NEWSFEED THURSDAY: Why Californians who Flee California Bring Troubles

Millions of fed-up middle-class taxpayers have fled the state. Their presence as a stabilizing influence is sorely missed. About one-third of the nation’s welfare recipients live in California. Millions of poor newcomers require enormously expensive state health, housing, education, legal and law-enforcement services.


California is now a one-party state. Democrats have supermajorities in both houses of the Legislature. Only seven of the state’s 53 congressional seats are held by Republicans. The result is that there is no credible check on a mostly coastal majority.


-- Victor Davis Hanson, Fox News, October 31, 2019


THE TAKE


Not all Californians who flee the state are conservatives. Migrating Californians are sick and tired of the high taxes, over-regulation, sky-high real estate costs, deteriorating infrastructure, needlessly costly wildfires, declining public schools, the homelessness, filth, and crime that plague L.A., San Francisco, and elsewhere. But when thousands of Californians leave, too many of them bring the very politics that are at the root of the Golden State’s woes. Why is that?


An NPR report from August 29, 2013 goes a long way toward answering the question.

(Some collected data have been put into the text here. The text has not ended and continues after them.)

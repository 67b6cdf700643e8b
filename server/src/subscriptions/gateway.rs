//! Out-of-band subscription registration (POST /subscribe).
//!
//! Lets a caller attach a user to a chat without sending a message. The user
//! set write and the chat set write are independent: if the second fails the
//! first stays in place.

use axum::{
    extract::{rejection::JsonRejection, State},
    http::StatusCode,
    Json,
};
use serde::{Deserialize, Serialize};
use serde_json::{json, Value};
use thiserror::Error;

use super::{chat_key, user_key, StoreError, SubscriptionStore};
use crate::config::ChatSetMembers;
use crate::state::AppState;

#[derive(Debug, Error)]
pub enum GatewayError {
    #[error("user_id is required")]
    MissingUserId,
    #[error("failed to save subscription for user {user_id}: {source}")]
    Store {
        user_id: String,
        #[source]
        source: StoreError,
    },
}

#[derive(Debug, Deserialize)]
pub struct SubscribeRequest {
    #[serde(default)]
    pub user_id: Option<String>,
    #[serde(default)]
    pub chat_id: Option<String>,
}

#[derive(Debug, Serialize, Deserialize)]
pub struct SubscribeResponse {
    pub message: String,
    pub chat_id: String,
}

/// Subscribe `user_id` to `chat_id`, generating a chat id when none is given.
/// Returns the resolved chat id.
pub async fn subscribe(
    store: &dyn SubscriptionStore,
    chat_set_members: ChatSetMembers,
    user_id: &str,
    chat_id: Option<&str>,
) -> Result<String, GatewayError> {
    if user_id.is_empty() {
        return Err(GatewayError::MissingUserId);
    }

    let chat_id = match chat_id {
        Some(id) if !id.is_empty() => id.to_string(),
        _ => uuid::Uuid::new_v4().to_string(),
    };

    let store_err = |source| GatewayError::Store {
        user_id: user_id.to_string(),
        source,
    };

    store
        .add_member(&user_key(user_id), &chat_id)
        .await
        .map_err(store_err)?;

    let chat_member = match chat_set_members {
        ChatSetMembers::ChatId => chat_id.as_str(),
        ChatSetMembers::UserId => user_id,
    };
    store
        .add_member(&chat_key(&chat_id), chat_member)
        .await
        .map_err(store_err)?;

    Ok(chat_id)
}

/// POST /subscribe
/// Body: {"user_id": "...", "chat_id": "..."?}
pub async fn handle_subscribe(
    State(state): State<AppState>,
    body: Result<Json<SubscribeRequest>, JsonRejection>,
) -> Result<Json<SubscribeResponse>, (StatusCode, Json<Value>)> {
    let Json(req) = body.map_err(|rejection| {
        (
            StatusCode::BAD_REQUEST,
            Json(json!({ "error": rejection.body_text() })),
        )
    })?;

    let user_id = req.user_id.unwrap_or_default();

    match subscribe(
        state.store.as_ref(),
        state.chat_set_members,
        &user_id,
        req.chat_id.as_deref(),
    )
    .await
    {
        Ok(chat_id) => {
            tracing::info!(user_id = %user_id, chat_id = %chat_id, "Subscription registered");
            Ok(Json(SubscribeResponse {
                message: format!(
                    "User {} subscribed to chat {} successfully.",
                    user_id, chat_id
                ),
                chat_id,
            }))
        }
        Err(GatewayError::MissingUserId) => Err((
            StatusCode::BAD_REQUEST,
            Json(json!({ "error": "user_id is required" })),
        )),
        Err(e) => {
            tracing::error!(user_id = %user_id, error = %e, "Subscription write failed");
            Err((
                StatusCode::INTERNAL_SERVER_ERROR,
                Json(json!({ "error": "Failed to save subscription" })),
            ))
        }
    }
}

#[cfg(test)]
mod tests {
    use super::*;
    use crate::subscriptions::memory::MemorySubscriptionStore;

    #[tokio::test]
    async fn test_subscribe_with_explicit_chat() {
        let store = MemorySubscriptionStore::new();
        let chat_id = subscribe(&store, ChatSetMembers::ChatId, "alice", Some("room1"))
            .await
            .unwrap();

        assert_eq!(chat_id, "room1");
        assert_eq!(store.members("user:subscriptions:alice"), vec!["room1"]);
        // legacy layout: the chat set holds the chat id itself
        assert_eq!(store.members("chat:subscriptions:room1"), vec!["room1"]);
    }

    #[tokio::test]
    async fn test_subscribe_generates_chat_id() {
        let store = MemorySubscriptionStore::new();
        let chat_id = subscribe(&store, ChatSetMembers::ChatId, "alice", None)
            .await
            .unwrap();
        assert!(uuid::Uuid::parse_str(&chat_id).is_ok());

        let empty = subscribe(&store, ChatSetMembers::ChatId, "alice", Some(""))
            .await
            .unwrap();
        assert!(uuid::Uuid::parse_str(&empty).is_ok());
        assert_ne!(chat_id, empty);
    }

    #[tokio::test]
    async fn test_subscribe_user_id_chat_set_layout() {
        let store = MemorySubscriptionStore::new();
        subscribe(&store, ChatSetMembers::UserId, "alice", Some("room1"))
            .await
            .unwrap();
        assert_eq!(store.members("chat:subscriptions:room1"), vec!["alice"]);
    }

    #[tokio::test]
    async fn test_missing_user_id_touches_nothing() {
        let store = MemorySubscriptionStore::new();
        let result = subscribe(&store, ChatSetMembers::ChatId, "", Some("room1")).await;
        assert!(matches!(result, Err(GatewayError::MissingUserId)));
        assert!(store.members("chat:subscriptions:room1").is_empty());
    }

    #[tokio::test]
    async fn test_chat_set_failure_keeps_user_set_write() {
        let store = MemorySubscriptionStore::new();
        store.fail_writes_for_key("chat:subscriptions:room1");

        let result = subscribe(&store, ChatSetMembers::ChatId, "alice", Some("room1")).await;
        assert!(matches!(result, Err(GatewayError::Store { .. })));
        assert_eq!(store.members("user:subscriptions:alice"), vec!["room1"]);
    }
}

Still, newcomers from California have not only helped put Colorado in the Democratic column in recent presidential elections, but they've also helped President Obama carry Nevada two times.


Californians have contributed to make Salt Lake City and Boise more Democratic in recent years, but they are easily outvoted by Republicans in other parts of Utah and Idaho. Similarly, other states such as Arizona and Texas remain reliably Republican, but contain more liberal enclaves thanks to new arrivals from the West Coast.


"It's not going to change Texas politics immediately, but all of the inbound migration to Texas is making Texas more liberal than it otherwise would be," says Ian McDonald, a political scientist at Lewis & Clark College in Portland, Ore., and author of a dissertation on the effects of migration on the American electorate.


Then the critical takeaway from NPR’s report:


What may be ironic is the fact that most of the people leaving California are relatively conservative — by California standards.


They want cheaper homes and job opportunities, but they are also motivated by the state's higher tax rates, says Robert Lang, who directs the Brookings Mountain West, a research center at the University of Nevada, Las Vegas.


Nevertheless, they also tend to be fairly progressive on social issues such as gay marriage and abortion — and overall may be more liberal than their new neighbors in other states.


"You see that in other parts of the country, too," says Ruy Teixeira, a Democratic demographer at the Center for American Progress. "You have the phenomenon of relatively conservative people leaving a liberal state and moving to a conservative state where they're relatively liberal." [Italics added]


There you have it. Californians are bringing with them a more left-oriented worldview. They fail to fully connect the dots between California’s politics – and its cultural “progressivism” – and the state’s miserable conditions.


But Californians who choose to move to red states aren't the only offenders in bringing their politics.

Massachusetts citizens have long fled to New Hampshire and Vermont. Those migrants have turned once solidly Republican Vermont into a haven for whacky leftism.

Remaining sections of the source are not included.